WHAT YOU ARE ASKED TO DO
Start with the first line of the data and end with the line that holds "use reqwest::Url;"; write out each one exactly.

MATERIAL FOR THIS EXERCISE
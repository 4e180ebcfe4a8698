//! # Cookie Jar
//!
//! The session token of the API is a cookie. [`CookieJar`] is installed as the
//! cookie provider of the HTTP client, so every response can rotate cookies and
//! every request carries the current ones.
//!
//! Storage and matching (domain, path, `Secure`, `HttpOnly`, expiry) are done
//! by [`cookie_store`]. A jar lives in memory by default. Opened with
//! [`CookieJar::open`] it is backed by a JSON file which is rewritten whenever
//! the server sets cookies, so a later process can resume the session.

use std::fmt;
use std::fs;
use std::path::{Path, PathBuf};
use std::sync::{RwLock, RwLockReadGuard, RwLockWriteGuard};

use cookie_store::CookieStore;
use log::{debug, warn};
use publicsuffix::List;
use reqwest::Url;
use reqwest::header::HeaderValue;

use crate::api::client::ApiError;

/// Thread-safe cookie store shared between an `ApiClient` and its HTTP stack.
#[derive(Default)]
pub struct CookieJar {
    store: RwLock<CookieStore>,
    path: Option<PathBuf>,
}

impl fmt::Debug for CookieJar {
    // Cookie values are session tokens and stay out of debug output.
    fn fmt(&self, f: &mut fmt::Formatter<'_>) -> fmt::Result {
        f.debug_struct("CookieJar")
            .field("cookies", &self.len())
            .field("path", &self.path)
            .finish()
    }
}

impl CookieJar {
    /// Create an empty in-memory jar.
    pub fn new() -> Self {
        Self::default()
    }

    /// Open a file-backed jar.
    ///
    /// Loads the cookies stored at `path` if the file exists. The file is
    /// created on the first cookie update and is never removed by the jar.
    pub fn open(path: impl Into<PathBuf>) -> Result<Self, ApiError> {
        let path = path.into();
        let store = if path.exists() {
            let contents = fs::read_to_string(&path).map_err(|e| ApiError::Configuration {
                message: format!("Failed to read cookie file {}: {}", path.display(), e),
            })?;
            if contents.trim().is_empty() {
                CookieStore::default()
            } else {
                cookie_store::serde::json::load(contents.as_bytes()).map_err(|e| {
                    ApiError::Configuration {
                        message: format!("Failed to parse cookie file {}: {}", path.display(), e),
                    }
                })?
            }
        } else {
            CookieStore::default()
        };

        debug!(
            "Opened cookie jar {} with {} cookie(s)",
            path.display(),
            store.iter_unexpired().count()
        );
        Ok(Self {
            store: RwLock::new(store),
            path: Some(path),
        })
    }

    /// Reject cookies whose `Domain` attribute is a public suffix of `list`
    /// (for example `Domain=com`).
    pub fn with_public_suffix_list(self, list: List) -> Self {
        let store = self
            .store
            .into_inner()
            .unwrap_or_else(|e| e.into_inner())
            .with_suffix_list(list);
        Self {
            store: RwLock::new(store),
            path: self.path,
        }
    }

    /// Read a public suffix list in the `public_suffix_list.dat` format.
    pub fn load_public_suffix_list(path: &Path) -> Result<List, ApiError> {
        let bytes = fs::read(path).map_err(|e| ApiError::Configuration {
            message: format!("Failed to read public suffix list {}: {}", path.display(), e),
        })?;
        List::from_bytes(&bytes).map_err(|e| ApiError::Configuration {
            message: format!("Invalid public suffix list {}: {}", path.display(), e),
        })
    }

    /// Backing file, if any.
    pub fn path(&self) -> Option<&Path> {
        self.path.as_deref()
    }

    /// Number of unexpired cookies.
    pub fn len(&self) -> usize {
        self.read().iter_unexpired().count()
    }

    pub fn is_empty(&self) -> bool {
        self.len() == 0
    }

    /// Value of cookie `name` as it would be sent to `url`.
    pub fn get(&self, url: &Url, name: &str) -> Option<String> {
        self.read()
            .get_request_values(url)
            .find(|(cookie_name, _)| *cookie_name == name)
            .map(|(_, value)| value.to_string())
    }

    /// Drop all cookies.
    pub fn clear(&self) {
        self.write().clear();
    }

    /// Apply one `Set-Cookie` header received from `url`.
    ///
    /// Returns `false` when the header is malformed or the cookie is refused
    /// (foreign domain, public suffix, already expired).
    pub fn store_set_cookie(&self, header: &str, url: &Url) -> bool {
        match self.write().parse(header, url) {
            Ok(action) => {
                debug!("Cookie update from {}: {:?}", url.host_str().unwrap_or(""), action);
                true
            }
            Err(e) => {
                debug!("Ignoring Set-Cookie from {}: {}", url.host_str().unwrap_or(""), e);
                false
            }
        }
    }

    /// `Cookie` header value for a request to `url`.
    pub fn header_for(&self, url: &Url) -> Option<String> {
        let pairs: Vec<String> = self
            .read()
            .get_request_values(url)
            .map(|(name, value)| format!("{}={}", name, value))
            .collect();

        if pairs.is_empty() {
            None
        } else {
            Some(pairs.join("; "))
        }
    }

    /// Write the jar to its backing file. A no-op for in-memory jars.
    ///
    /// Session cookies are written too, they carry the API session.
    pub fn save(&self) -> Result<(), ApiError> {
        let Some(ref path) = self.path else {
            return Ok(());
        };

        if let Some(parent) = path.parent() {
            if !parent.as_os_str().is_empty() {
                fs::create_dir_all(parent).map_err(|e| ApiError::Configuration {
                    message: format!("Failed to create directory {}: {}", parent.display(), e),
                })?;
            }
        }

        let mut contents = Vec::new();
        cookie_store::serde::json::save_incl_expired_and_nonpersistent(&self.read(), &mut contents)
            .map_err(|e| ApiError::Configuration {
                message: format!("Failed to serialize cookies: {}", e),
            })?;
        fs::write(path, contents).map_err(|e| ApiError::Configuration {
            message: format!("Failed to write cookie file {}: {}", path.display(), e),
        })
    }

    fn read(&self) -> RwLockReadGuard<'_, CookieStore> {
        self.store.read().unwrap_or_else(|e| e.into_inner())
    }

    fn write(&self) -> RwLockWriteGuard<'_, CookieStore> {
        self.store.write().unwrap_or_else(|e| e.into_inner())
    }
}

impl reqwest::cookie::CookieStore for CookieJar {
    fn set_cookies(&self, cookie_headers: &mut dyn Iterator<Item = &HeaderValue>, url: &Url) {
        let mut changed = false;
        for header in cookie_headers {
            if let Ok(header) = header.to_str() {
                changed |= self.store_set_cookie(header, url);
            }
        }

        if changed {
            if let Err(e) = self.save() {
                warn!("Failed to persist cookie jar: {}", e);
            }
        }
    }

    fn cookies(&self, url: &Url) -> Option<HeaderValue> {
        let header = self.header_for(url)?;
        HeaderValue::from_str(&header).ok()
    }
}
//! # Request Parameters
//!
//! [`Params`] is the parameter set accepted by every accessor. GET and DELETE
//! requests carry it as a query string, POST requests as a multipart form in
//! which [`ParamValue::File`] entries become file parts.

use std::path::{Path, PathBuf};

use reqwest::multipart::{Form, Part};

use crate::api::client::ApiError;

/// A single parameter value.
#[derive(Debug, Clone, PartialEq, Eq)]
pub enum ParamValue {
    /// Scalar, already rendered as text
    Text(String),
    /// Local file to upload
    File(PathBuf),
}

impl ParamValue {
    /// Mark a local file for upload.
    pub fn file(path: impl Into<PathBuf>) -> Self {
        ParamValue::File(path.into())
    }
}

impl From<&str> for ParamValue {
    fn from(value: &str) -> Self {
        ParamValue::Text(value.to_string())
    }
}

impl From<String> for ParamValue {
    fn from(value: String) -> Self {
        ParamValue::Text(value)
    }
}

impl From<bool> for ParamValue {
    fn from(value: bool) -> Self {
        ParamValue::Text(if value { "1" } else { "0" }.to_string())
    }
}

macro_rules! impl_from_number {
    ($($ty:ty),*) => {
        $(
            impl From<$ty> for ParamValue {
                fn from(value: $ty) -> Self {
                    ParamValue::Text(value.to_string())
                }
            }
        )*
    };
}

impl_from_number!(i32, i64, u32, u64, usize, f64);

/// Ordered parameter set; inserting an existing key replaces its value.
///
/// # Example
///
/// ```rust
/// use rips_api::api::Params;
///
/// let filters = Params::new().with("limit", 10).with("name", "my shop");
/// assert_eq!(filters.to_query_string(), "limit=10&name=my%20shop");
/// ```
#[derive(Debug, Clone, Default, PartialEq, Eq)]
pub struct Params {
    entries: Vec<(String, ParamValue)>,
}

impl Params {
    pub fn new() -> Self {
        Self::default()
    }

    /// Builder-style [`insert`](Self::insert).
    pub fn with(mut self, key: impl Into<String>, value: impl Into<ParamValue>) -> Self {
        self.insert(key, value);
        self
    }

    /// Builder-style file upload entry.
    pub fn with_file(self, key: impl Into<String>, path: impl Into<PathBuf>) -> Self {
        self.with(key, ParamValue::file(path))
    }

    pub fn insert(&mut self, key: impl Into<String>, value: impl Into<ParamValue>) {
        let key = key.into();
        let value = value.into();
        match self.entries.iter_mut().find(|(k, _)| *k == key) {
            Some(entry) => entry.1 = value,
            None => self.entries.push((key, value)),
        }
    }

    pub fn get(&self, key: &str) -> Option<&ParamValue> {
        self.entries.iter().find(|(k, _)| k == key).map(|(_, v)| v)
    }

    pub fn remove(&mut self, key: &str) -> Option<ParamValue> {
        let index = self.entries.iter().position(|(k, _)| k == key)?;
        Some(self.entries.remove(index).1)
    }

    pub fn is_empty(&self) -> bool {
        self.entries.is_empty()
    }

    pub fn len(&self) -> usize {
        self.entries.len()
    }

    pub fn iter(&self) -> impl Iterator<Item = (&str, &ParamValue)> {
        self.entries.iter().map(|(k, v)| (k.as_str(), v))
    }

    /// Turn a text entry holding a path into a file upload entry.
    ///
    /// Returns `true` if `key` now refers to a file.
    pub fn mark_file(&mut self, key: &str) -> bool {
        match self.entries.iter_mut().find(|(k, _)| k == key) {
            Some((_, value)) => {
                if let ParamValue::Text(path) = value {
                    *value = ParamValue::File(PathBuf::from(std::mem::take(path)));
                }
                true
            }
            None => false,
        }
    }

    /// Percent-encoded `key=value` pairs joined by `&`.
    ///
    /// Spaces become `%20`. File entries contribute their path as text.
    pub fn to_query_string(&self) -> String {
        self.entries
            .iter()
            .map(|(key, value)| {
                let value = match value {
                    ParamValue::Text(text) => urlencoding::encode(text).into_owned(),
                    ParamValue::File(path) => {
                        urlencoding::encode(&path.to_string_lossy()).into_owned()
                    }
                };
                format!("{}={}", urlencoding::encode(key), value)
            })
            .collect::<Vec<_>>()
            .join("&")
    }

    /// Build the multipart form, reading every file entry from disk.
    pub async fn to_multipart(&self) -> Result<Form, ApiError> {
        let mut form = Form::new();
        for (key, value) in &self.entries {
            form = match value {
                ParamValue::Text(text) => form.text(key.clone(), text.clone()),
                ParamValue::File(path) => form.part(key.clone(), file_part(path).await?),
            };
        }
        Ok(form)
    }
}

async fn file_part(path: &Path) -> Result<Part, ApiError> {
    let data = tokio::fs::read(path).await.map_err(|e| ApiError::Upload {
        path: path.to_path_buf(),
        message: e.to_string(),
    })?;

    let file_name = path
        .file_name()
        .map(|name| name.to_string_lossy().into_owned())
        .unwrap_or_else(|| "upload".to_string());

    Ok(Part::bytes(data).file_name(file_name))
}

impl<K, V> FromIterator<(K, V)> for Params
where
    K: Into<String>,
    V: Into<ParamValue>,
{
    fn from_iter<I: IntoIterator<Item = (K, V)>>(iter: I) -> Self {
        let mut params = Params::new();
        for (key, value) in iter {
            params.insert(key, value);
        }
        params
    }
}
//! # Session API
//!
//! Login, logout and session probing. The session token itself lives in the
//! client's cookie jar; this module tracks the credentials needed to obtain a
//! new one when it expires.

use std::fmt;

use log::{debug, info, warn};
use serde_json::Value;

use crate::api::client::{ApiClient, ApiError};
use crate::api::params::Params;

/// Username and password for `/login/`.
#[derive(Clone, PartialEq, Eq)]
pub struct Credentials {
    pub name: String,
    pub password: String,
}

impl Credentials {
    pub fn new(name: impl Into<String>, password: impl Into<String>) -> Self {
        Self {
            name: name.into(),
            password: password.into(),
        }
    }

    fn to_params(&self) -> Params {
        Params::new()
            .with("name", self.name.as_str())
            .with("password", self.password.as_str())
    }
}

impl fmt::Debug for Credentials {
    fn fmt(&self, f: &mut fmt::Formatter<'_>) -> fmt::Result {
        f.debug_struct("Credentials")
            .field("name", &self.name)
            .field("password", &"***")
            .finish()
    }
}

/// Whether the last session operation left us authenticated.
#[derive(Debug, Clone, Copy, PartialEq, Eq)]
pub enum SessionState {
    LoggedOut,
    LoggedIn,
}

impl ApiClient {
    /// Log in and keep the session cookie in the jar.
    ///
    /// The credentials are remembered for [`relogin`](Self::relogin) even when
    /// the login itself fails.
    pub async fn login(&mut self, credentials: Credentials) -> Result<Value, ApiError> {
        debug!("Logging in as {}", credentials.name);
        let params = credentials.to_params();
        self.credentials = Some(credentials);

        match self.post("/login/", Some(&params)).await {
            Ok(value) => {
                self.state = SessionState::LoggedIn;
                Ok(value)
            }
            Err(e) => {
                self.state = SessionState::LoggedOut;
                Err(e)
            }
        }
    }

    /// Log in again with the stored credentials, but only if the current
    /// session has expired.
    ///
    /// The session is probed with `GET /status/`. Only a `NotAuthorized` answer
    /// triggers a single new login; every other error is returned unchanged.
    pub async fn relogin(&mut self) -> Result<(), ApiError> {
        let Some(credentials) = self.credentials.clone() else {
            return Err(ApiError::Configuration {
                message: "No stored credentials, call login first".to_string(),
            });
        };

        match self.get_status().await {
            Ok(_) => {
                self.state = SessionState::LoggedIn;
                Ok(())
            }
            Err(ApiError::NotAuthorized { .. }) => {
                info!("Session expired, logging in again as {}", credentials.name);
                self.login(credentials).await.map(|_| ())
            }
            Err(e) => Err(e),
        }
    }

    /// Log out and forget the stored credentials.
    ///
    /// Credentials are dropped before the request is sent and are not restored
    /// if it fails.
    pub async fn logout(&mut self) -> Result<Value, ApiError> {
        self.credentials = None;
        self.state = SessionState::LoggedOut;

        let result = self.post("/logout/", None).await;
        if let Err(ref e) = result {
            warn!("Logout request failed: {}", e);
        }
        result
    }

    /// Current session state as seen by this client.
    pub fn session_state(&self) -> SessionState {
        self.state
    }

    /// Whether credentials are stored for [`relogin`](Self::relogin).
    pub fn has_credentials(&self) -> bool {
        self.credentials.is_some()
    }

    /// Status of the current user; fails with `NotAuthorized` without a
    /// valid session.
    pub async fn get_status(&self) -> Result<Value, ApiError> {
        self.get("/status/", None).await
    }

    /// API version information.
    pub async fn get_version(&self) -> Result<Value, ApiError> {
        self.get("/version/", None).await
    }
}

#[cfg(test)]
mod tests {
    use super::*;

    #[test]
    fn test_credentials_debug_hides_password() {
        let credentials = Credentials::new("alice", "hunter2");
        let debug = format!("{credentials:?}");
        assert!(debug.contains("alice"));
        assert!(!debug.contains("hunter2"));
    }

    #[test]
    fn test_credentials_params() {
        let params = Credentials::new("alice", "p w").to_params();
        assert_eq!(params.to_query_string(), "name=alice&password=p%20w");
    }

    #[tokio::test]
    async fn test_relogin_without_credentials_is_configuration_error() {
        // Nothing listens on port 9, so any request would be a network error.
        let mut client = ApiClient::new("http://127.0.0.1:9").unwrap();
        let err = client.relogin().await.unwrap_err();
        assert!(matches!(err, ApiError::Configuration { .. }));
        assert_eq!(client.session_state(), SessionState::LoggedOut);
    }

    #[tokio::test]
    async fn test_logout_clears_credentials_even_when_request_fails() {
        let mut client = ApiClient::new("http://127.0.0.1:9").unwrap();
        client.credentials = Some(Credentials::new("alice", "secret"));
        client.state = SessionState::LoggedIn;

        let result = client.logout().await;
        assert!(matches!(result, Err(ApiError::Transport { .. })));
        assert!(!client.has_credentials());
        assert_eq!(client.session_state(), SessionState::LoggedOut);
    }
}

COMPLETED EXERCISE
repository 4e180ebcfe4a8698
//! # Cookie Jar
//!
//! The session token of the API is a cookie. [`CookieJar`] is installed as the
//! cookie provider of the HTTP client, so every response can rotate cookies and
//! every request carries the current ones.
//!
//! Storage and matching (domain, path, `Secure`, `HttpOnly`, expiry) are done
//! by [`cookie_store`]. A jar lives in memory by default. Opened with
//! [`CookieJar::open`] it is backed by a JSON file which is rewritten whenever
//! the server sets cookies, so a later process can resume the session.

use std::fmt;
use std::fs;
use std::path::{Path, PathBuf};
use std::sync::{RwLock, RwLockReadGuard, RwLockWriteGuard};

use cookie_store::CookieStore;
use log::{debug, warn};
use publicsuffix::List;
use reqwest::Url;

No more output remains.